pub mod job_logs;
pub mod jobs;
pub mod nft_movement_snapshots;
pub mod token_flow_snapshots;
pub mod wallet_snapshots;
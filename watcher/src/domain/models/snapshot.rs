use chrono::{DateTime, Utc};
use serde::{Deserialize, Serialize};
use serde_json::Value;
use std::collections::{BTreeMap, BTreeSet};

use super::job::Network;

/// How complete the data behind a snapshot is
#[derive(Debug, Clone, Copy, PartialEq, Eq, Serialize, Deserialize)]
#[serde(rename_all = "SCREAMING_SNAKE_CASE")]
pub enum DataQuality {
    Complete,
    Partial,
    Limited,
    ServiceUnavailable,
}

/// Alert severity
#[derive(Debug, Clone, Copy, PartialEq, Eq, PartialOrd, Ord, Serialize, Deserialize)]
#[serde(rename_all = "UPPERCASE")]
pub enum AlertSeverity {
    Low,
    Medium,
    High,
}

/// A threshold-based alert emitted by an analysis cycle
#[derive(Debug, Clone, Serialize, Deserialize)]
#[serde(rename_all = "camelCase")]
pub struct Alert {
    #[serde(rename = "type")]
    pub alert_type: String,
    pub severity: AlertSeverity,
    pub message: String,
    pub timestamp: DateTime<Utc>,
    #[serde(default)]
    pub data: Value,
}

impl Alert {
    pub fn new(
        alert_type: impl Into<String>,
        severity: AlertSeverity,
        message: impl Into<String>,
        data: Value,
    ) -> Self {
        Self {
            alert_type: alert_type.into(),
            severity,
            message: message.into(),
            timestamp: Utc::now(),
            data,
        }
    }
}

/// Counts and quality tag describing one analysis cycle
#[derive(Debug, Clone, Serialize, Deserialize)]
#[serde(rename_all = "camelCase")]
pub struct AnalysisMetadata {
    /// Items delivered by the upstream page this cycle
    pub items_fetched: u64,
    /// Items not seen in any prior snapshot
    pub new_items_processed: u64,
    /// Cumulative processed-hash count after this cycle
    pub total_processed: u64,
    pub data_quality: DataQuality,
}

/// A snapshot ready to be appended to its store
#[derive(Debug, Clone)]
pub struct SnapshotDraft {
    pub entity_address: String,
    pub network: Network,
    pub timestamp: DateTime<Utc>,
    pub alerts: Vec<Alert>,
    pub risk_score: i32,
    pub analysis_metadata: AnalysisMetadata,
    pub metrics: Value,
}

/// One ERC-20 holding of a wallet
#[derive(Debug, Clone, Serialize, Deserialize)]
#[serde(rename_all = "camelCase")]
pub struct TokenHoldingSummary {
    pub symbol: String,
    pub name: String,
    /// Raw balance as a decimal string
    pub balance: String,
    pub decimals: u8,
    pub usd_value: f64,
}

/// One ERC-721 holding of a wallet
#[derive(Debug, Clone, Serialize, Deserialize)]
#[serde(rename_all = "camelCase")]
pub struct NftHoldingSummary {
    pub symbol: String,
    pub name: String,
    pub balance: String,
}

/// Cumulative wallet metrics
#[derive(Debug, Clone, Default, Serialize, Deserialize)]
#[serde(rename_all = "camelCase", default)]
pub struct WalletMetrics {
    /// Native balance in wei as a decimal string
    pub native_balance: String,
    pub token_holdings: Vec<TokenHoldingSummary>,
    pub nft_holdings: Vec<NftHoldingSummary>,
    /// Sum of incoming transfer values, decimal string
    pub incoming_value: String,
    /// Sum of outgoing transfer values, decimal string
    pub outgoing_value: String,
    /// Fees paid on outgoing successful transactions, decimal string
    pub total_fees: String,
    /// Gas used by outgoing successful transactions, decimal string
    pub total_gas_used: String,
    pub avg_gas_per_tx: u64,
    pub successful_transactions: u64,
    pub failed_transactions: u64,
    /// Counts per method-signature category
    pub transaction_categories: BTreeMap<String, u64>,
    pub unique_contracts: BTreeSet<String>,
    pub last_activity_time: Option<DateTime<Utc>>,
    pub portfolio_value_usd: f64,
    pub processed_transaction_hashes: Vec<String>,
}

/// One transfer kept in a bounded recent list
#[derive(Debug, Clone, Serialize, Deserialize)]
#[serde(rename_all = "camelCase")]
pub struct TransferSummary {
    pub hash: String,
    pub from: String,
    pub to: String,
    pub value: String,
    pub timestamp: DateTime<Utc>,
}

/// Ranked address with a cumulative volume
#[derive(Debug, Clone, Serialize, Deserialize)]
#[serde(rename_all = "camelCase")]
pub struct AddressVolume {
    pub address: String,
    pub value: String,
    pub count: u64,
}

/// Per-address cumulative send/receive activity
#[derive(Debug, Clone, Default, Serialize, Deserialize)]
#[serde(rename_all = "camelCase", default)]
pub struct AddressActivity {
    pub sent: String,
    pub received: String,
    pub count: u64,
}

/// Rolling volume windows, decimal strings
#[derive(Debug, Clone, Default, Serialize, Deserialize)]
#[serde(default)]
pub struct VolumeWindows {
    pub h1: String,
    pub h6: String,
    pub h24: String,
}

/// Basic token identity carried on token-flow snapshots
#[derive(Debug, Clone, Serialize, Deserialize)]
#[serde(rename_all = "camelCase")]
pub struct TokenInfoSummary {
    pub name: String,
    pub symbol: String,
    pub decimals: u8,
}

/// Cumulative token-flow metrics
#[derive(Debug, Clone, Default, Serialize, Deserialize)]
#[serde(rename_all = "camelCase", default)]
pub struct TokenFlowMetrics {
    pub total_transfers: u64,
    /// Cumulative transfer volume, decimal string
    pub total_volume: String,
    pub unique_addresses: BTreeSet<String>,
    /// Recent transfers at or above the large-transfer threshold
    pub large_transfers: Vec<TransferSummary>,
    /// Recent transfers to the zero address
    pub burn_transactions: Vec<TransferSummary>,
    pub top_senders: Vec<AddressVolume>,
    pub top_receivers: Vec<AddressVolume>,
    pub volume_by_timeframe: VolumeWindows,
    /// Cumulative per-address activity
    pub transfer_patterns: BTreeMap<String, AddressActivity>,
    pub token_info: Option<TokenInfoSummary>,
    pub processed_transaction_hashes: Vec<String>,
}

/// One NFT transfer kept in a bounded history
#[derive(Debug, Clone, Serialize, Deserialize)]
#[serde(rename_all = "camelCase")]
pub struct NftTransferSummary {
    pub hash: String,
    pub from: String,
    pub to: String,
    pub token_id: String,
    pub timestamp: DateTime<Utc>,
}

/// A holder ranked by token count
#[derive(Debug, Clone, Serialize, Deserialize)]
#[serde(rename_all = "camelCase")]
pub struct HolderCount {
    pub address: String,
    pub token_count: u64,
}

/// A trader ranked by cumulative transfer count
#[derive(Debug, Clone, Serialize, Deserialize)]
#[serde(rename_all = "camelCase")]
pub struct TraderActivity {
    pub address: String,
    pub transfer_count: u64,
    pub distinct_tokens: u64,
}

/// Cumulative per-address trading stats
#[derive(Debug, Clone, Default, Serialize, Deserialize)]
#[serde(rename_all = "camelCase", default)]
pub struct TraderStats {
    pub transfer_count: u64,
    pub tokens: BTreeSet<String>,
}

/// Rolling transfer-count windows
#[derive(Debug, Clone, Copy, Default, Serialize, Deserialize)]
#[serde(default)]
pub struct CountWindows {
    pub h1: u64,
    pub h6: u64,
    pub h24: u64,
}

/// Transfer-fee buckets
#[derive(Debug, Clone, Copy, Default, Serialize, Deserialize)]
#[serde(default)]
pub struct FeeDistribution {
    pub low: u64,
    pub medium: u64,
    pub high: u64,
}

/// Cumulative NFT-movement metrics
#[derive(Debug, Clone, Default, Serialize, Deserialize)]
#[serde(rename_all = "camelCase", default)]
pub struct NftMovementMetrics {
    pub total_transfers: u64,
    /// Latest observed holder per token id; the zero address is kept so a
    /// later mint of the same id is recognized as such.
    pub current_holders: BTreeMap<String, String>,
    pub unique_holders: BTreeSet<String>,
    pub transfer_history: Vec<NftTransferSummary>,
    pub mint_transactions: Vec<NftTransferSummary>,
    pub burn_transactions: Vec<NftTransferSummary>,
    pub top_holders: Vec<HolderCount>,
    pub most_active_traders: Vec<TraderActivity>,
    /// Cumulative per-address trading stats the rankings are derived from
    pub trader_stats: BTreeMap<String, TraderStats>,
    pub transfers_by_timeframe: CountWindows,
    pub fee_distribution: FeeDistribution,
    pub processed_transaction_hashes: Vec<String>,
}

#[cfg(test)]
mod tests {
    use super::*;

    #[test]
    fn test_alert_serializes_with_type_key() {
        let alert = Alert::new(
            "LARGE_TRANSFER",
            AlertSeverity::High,
            "large transfer observed",
            serde_json::json!({"value": "50000"}),
        );
        let value = serde_json::to_value(&alert).unwrap();
        assert_eq!(value["type"], "LARGE_TRANSFER");
        assert_eq!(value["severity"], "HIGH");
    }

    #[test]
    fn test_data_quality_wire_format() {
        assert_eq!(
            serde_json::to_value(DataQuality::ServiceUnavailable).unwrap(),
            serde_json::json!("SERVICE_UNAVAILABLE")
        );
    }

    #[test]
    fn test_metrics_round_trip_defaults() {
        let metrics = TokenFlowMetrics::default();
        let value = serde_json::to_value(&metrics).unwrap();
        let back: TokenFlowMetrics = serde_json::from_value(value).unwrap();
        assert_eq!(back.total_transfers, 0);
        assert!(back.processed_transaction_hashes.is_empty());
    }
}
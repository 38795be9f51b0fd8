use chrono::{DateTime, Utc};
use serde::{Deserialize, Deserializer, Serialize};
use serde_json::Value;
use std::fmt;
use std::str::FromStr;

/// Networks a job can target
#[derive(Debug, Clone, Copy, PartialEq, Eq, Serialize, Deserialize)]
#[serde(rename_all = "lowercase")]
pub enum Network {
    Mainnet,
    Testnet,
    Devnet,
}

impl Network {
    pub fn as_str(&self) -> &'static str {
        match self {
            Network::Mainnet => "mainnet",
            Network::Testnet => "testnet",
            Network::Devnet => "devnet",
        }
    }
}

impl Default for Network {
    fn default() -> Self {
        Network::Testnet
    }
}

impl FromStr for Network {
    type Err = String;

    fn from_str(s: &str) -> Result<Self, Self::Err> {
        match s {
            "mainnet" => Ok(Network::Mainnet),
            "testnet" => Ok(Network::Testnet),
            "devnet" => Ok(Network::Devnet),
            other => Err(format!(
                "unknown network '{}', expected mainnet, testnet or devnet",
                other
            )),
        }
    }
}

impl fmt::Display for Network {
    fn fmt(&self, f: &mut fmt::Formatter<'_>) -> fmt::Result {
        f.write_str(self.as_str())
    }
}

/// Analysis actions a job can run
#[derive(Debug, Clone, Copy, PartialEq, Eq, Serialize, Deserialize)]
#[serde(rename_all = "snake_case")]
pub enum JobAction {
    WalletSnapshot,
    AnalyzeCoinFlows,
    AnalyzeNftMovements,
}

impl JobAction {
    pub fn as_str(&self) -> &'static str {
        match self {
            JobAction::WalletSnapshot => "wallet_snapshot",
            JobAction::AnalyzeCoinFlows => "analyze_coin_flows",
            JobAction::AnalyzeNftMovements => "analyze_nft_movements",
        }
    }
}

impl FromStr for JobAction {
    type Err = String;

    fn from_str(s: &str) -> Result<Self, Self::Err> {
        match s {
            "wallet_snapshot" => Ok(JobAction::WalletSnapshot),
            "analyze_coin_flows" => Ok(JobAction::AnalyzeCoinFlows),
            "analyze_nft_movements" => Ok(JobAction::AnalyzeNftMovements),
            other => Err(format!("unknown action '{}'", other)),
        }
    }
}

impl fmt::Display for JobAction {
    fn fmt(&self, f: &mut fmt::Formatter<'_>) -> fmt::Result {
        f.write_str(self.as_str())
    }
}

/// Scheduling modes: a scheduled job runs once at its scheduled time,
/// a retry job runs immediately and then on a fixed interval forever.
#[derive(Debug, Clone, Copy, PartialEq, Eq, Serialize, Deserialize)]
#[serde(rename_all = "lowercase")]
pub enum JobType {
    Scheduled,
    Retry,
}

impl JobType {
    pub fn as_str(&self) -> &'static str {
        match self {
            JobType::Scheduled => "scheduled",
            JobType::Retry => "retry",
        }
    }
}

impl FromStr for JobType {
    type Err = String;

    fn from_str(s: &str) -> Result<Self, Self::Err> {
        match s {
            "scheduled" => Ok(JobType::Scheduled),
            "retry" => Ok(JobType::Retry),
            other => Err(format!("unknown job type '{}'", other)),
        }
    }
}

/// Job lifecycle status
#[derive(Debug, Clone, Copy, PartialEq, Eq, Serialize, Deserialize)]
#[serde(rename_all = "lowercase")]
pub enum JobStatus {
    Pending,
    Running,
    Completed,
    Failed,
}

impl JobStatus {
    pub fn as_str(&self) -> &'static str {
        match self {
            JobStatus::Pending => "pending",
            JobStatus::Running => "running",
            JobStatus::Completed => "completed",
            JobStatus::Failed => "failed",
        }
    }
}

/// Job submission request body
#[derive(Debug, Clone, Deserialize)]
#[serde(rename_all = "camelCase")]
pub struct SubmitJobRequest {
    pub action: String,
    #[serde(default)]
    pub payload: Value,
    pub network: Option<String>,
    #[serde(rename = "type")]
    pub job_type: String,
    pub scheduled_at: Option<DateTime<Utc>>,
    pub interval_minutes: Option<i64>,
}

/// Log severity levels for job log streams
#[derive(Debug, Clone, Copy, PartialEq, Eq, Serialize, Deserialize)]
#[serde(rename_all = "UPPERCASE")]
pub enum LogLevel {
    Info,
    Warn,
    Error,
}

impl LogLevel {
    pub fn as_str(&self) -> &'static str {
        match self {
            LogLevel::Info => "INFO",
            LogLevel::Warn => "WARN",
            LogLevel::Error => "ERROR",
        }
    }
}

impl FromStr for LogLevel {
    type Err = String;

    fn from_str(s: &str) -> Result<Self, Self::Err> {
        match s.to_ascii_uppercase().as_str() {
            "INFO" => Ok(LogLevel::Info),
            "WARN" => Ok(LogLevel::Warn),
            "ERROR" => Ok(LogLevel::Error),
            other => Err(format!("unknown log level '{}'", other)),
        }
    }
}

/// Which side of the engine produced a log entry: the worker itself or
/// the analyzer running inside the handler.
#[derive(Debug, Clone, Copy, PartialEq, Eq, Serialize, Deserialize)]
#[serde(rename_all = "lowercase")]
pub enum LogSource {
    Worker,
    Service,
}

impl LogSource {
    pub fn as_str(&self) -> &'static str {
        match self {
            LogSource::Worker => "worker",
            LogSource::Service => "service",
        }
    }
}

impl FromStr for LogSource {
    type Err = String;

    fn from_str(s: &str) -> Result<Self, Self::Err> {
        match s {
            "worker" => Ok(LogSource::Worker),
            "service" => Ok(LogSource::Service),
            other => Err(format!("unknown log source '{}'", other)),
        }
    }
}

/// A log entry to append to a job's log stream
#[derive(Debug, Clone)]
pub struct NewLogEntry {
    pub timestamp: DateTime<Utc>,
    pub level: LogLevel,
    pub message: String,
    pub function: Option<String>,
    pub duration_ms: Option<i64>,
    pub details: Option<Value>,
}

impl NewLogEntry {
    pub fn new(level: LogLevel, message: impl Into<String>) -> Self {
        Self {
            timestamp: Utc::now(),
            level,
            message: message.into(),
            function: None,
            duration_ms: None,
            details: None,
        }
    }

    pub fn info(message: impl Into<String>) -> Self {
        Self::new(LogLevel::Info, message)
    }

    pub fn warn(message: impl Into<String>) -> Self {
        Self::new(LogLevel::Warn, message)
    }

    pub fn error(message: impl Into<String>) -> Self {
        Self::new(LogLevel::Error, message)
    }

    pub fn in_function(mut self, function: impl Into<String>) -> Self {
        self.function = Some(function.into());
        self
    }

    pub fn with_duration(mut self, duration_ms: i64) -> Self {
        self.duration_ms = Some(duration_ms);
        self
    }

    pub fn with_details(mut self, details: Value) -> Self {
        self.details = Some(details);
        self
    }
}

/// Last-failure snapshot stored on the job record
#[derive(Debug, Clone, Serialize, Deserialize)]
#[serde(rename_all = "camelCase")]
pub struct ErrorDetails {
    pub message: String,
    pub stack: String,
    pub timestamp: DateTime<Utc>,
}

impl ErrorDetails {
    pub fn now(message: impl Into<String>, stack: impl Into<String>) -> Self {
        Self {
            message: message.into(),
            stack: stack.into(),
            timestamp: Utc::now(),
        }
    }
}

/// Payload for `wallet_snapshot` jobs
#[derive(Debug, Clone, Deserialize)]
#[serde(rename_all = "camelCase")]
pub struct WalletJobPayload {
    pub wallet: String,
}

/// Thresholds for `analyze_coin_flows` jobs
#[derive(Debug, Clone, Deserialize)]
#[serde(rename_all = "camelCase")]
pub struct TokenFlowThresholds {
    /// Raw transfer value at or above which a transfer counts as large
    #[serde(default = "default_large_transfer", deserialize_with = "string_or_number")]
    pub large_transfer: String,
    /// Percentage growth of 24h volume that triggers a volume-spike alert
    #[serde(default = "default_volume_spike", rename = "volumeSpike")]
    pub volume_spike_percent: u64,
}

impl Default for TokenFlowThresholds {
    fn default() -> Self {
        Self {
            large_transfer: default_large_transfer(),
            volume_spike_percent: default_volume_spike(),
        }
    }
}

fn default_large_transfer() -> String {
    // 1000 tokens at 18 decimals
    "1000000000000000000000".to_string()
}

fn default_volume_spike() -> u64 {
    50
}

/// Payload for `analyze_coin_flows` jobs
#[derive(Debug, Clone, Deserialize)]
#[serde(rename_all = "camelCase")]
pub struct TokenFlowJobPayload {
    pub token_address: String,
    #[serde(default)]
    pub thresholds: TokenFlowThresholds,
    #[serde(default)]
    pub watched_addresses: Vec<String>,
}

/// Thresholds for `analyze_nft_movements` jobs
#[derive(Debug, Clone, Deserialize)]
#[serde(rename_all = "camelCase")]
pub struct NftMovementThresholds {
    /// Transfers within the last hour that count as a mass transfer
    #[serde(default = "default_mass_transfer_count")]
    pub mass_transfer_count: u64,
    /// Token count at which a single holder counts as a whale
    #[serde(default = "default_whale_token_count")]
    pub whale_token_count: u64,
    /// Mints within the last hour that count as suspicious
    #[serde(default = "default_suspicious_mint_rate")]
    pub suspicious_mint_rate: u64,
    /// Percentage growth of the 24h transfer count that triggers a spike alert
    #[serde(default = "default_high_activity_spike")]
    pub high_activity_spike: u64,
}

impl Default for NftMovementThresholds {
    fn default() -> Self {
        Self {
            mass_transfer_count: default_mass_transfer_count(),
            whale_token_count: default_whale_token_count(),
            suspicious_mint_rate: default_suspicious_mint_rate(),
            high_activity_spike: default_high_activity_spike(),
        }
    }
}

fn default_mass_transfer_count() -> u64 {
    50
}

fn default_whale_token_count() -> u64 {
    50
}

fn default_suspicious_mint_rate() -> u64 {
    10
}

fn default_high_activity_spike() -> u64 {
    100
}

/// Payload for `analyze_nft_movements` jobs
#[derive(Debug, Clone, Deserialize)]
#[serde(rename_all = "camelCase")]
pub struct NftMovementJobPayload {
    pub collection_address: String,
    #[serde(default)]
    pub thresholds: NftMovementThresholds,
    #[serde(default)]
    pub watched_addresses: Vec<String>,
}

/// Accept a JSON number or string and normalize to a decimal string.
fn string_or_number<'de, D>(deserializer: D) -> Result<String, D::Error>
where
    D: Deserializer<'de>,
{
    let value = Value::deserialize(deserializer)?;
    match value {
        Value::String(s) => Ok(s),
        Value::Number(n) => Ok(n.to_string()),
        other => Err(serde::de::Error::custom(format!(
            "expected string or number, got {}",
            other
        ))),
    }
}

#[cfg(test)]
mod tests {
    use super::*;

    #[test]
    fn test_network_round_trip() {
        for name in ["mainnet", "testnet", "devnet"] {
            let network: Network = name.parse().unwrap();
            assert_eq!(network.as_str(), name);
        }
        assert!("sepolia".parse::<Network>().is_err());
    }

    #[test]
    fn test_action_parse() {
        assert_eq!(
            "analyze_coin_flows".parse::<JobAction>().unwrap(),
            JobAction::AnalyzeCoinFlows
        );
        assert!("mine_blocks".parse::<JobAction>().is_err());
    }

    #[test]
    fn test_submit_request_deserializes_camel_case() {
        let request: SubmitJobRequest = serde_json::from_value(serde_json::json!({
            "action": "wallet_snapshot",
            "type": "retry",
            "intervalMinutes": 5,
            "payload": {"wallet": "0x1111111111111111111111111111111111111111"}
        }))
        .unwrap();
        assert_eq!(request.job_type, "retry");
        assert_eq!(request.interval_minutes, Some(5));
        assert!(request.scheduled_at.is_none());
    }

    #[test]
    fn test_token_thresholds_accept_numeric_large_transfer() {
        let payload: TokenFlowJobPayload = serde_json::from_value(serde_json::json!({
            "tokenAddress": "0x2222222222222222222222222222222222222222",
            "thresholds": {"largeTransfer": 10000, "volumeSpike": 25}
        }))
        .unwrap();
        assert_eq!(payload.thresholds.large_transfer, "10000");
        assert_eq!(payload.thresholds.volume_spike_percent, 25);
    }

    #[test]
    fn test_nft_payload_defaults() {
        let payload: NftMovementJobPayload = serde_json::from_value(serde_json::json!({
            "collectionAddress": "0x3333333333333333333333333333333333333333"
        }))
        .unwrap();
        assert_eq!(payload.thresholds.mass_transfer_count, 50);
        assert!(payload.watched_addresses.is_empty());
    }
}
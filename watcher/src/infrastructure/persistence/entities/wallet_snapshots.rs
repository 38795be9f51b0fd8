//! SeaORM entity for wallet snapshots. Rows are append-only; the current
//! snapshot of a (wallet, network) pair is the latest by timestamp.

use sea_orm::entity::prelude::*;
use serde::{Deserialize, Serialize};
use serde_json::Value;

#[derive(Clone, Debug, PartialEq, Eq, DeriveEntityModel, Serialize, Deserialize)]
#[sea_orm(table_name = "wallet_snapshots")]
#[serde(rename_all = "camelCase")]
pub struct Model {
    #[sea_orm(primary_key)]
    #[serde(skip_deserializing)]
    pub id: i64,
    #[sea_orm(column_type = "Text")]
    pub entity_address: String,
    #[sea_orm(column_type = "Text")]
    pub network: String,
    pub timestamp: DateTimeWithTimeZone,
    pub alerts: Value,
    pub risk_score: i32,
    pub analysis_metadata: Value,
    pub metrics: Value,
}

#[derive(Copy, Clone, Debug, EnumIter, DeriveRelation)]
pub enum Relation {}

impl ActiveModelBehavior for ActiveModel {}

## Task goal
Look through the records above and please copy every line in which the string "Display" occurs.

## Result for this exercise
impl fmt::Display for Network {
impl fmt::Display for JobAction {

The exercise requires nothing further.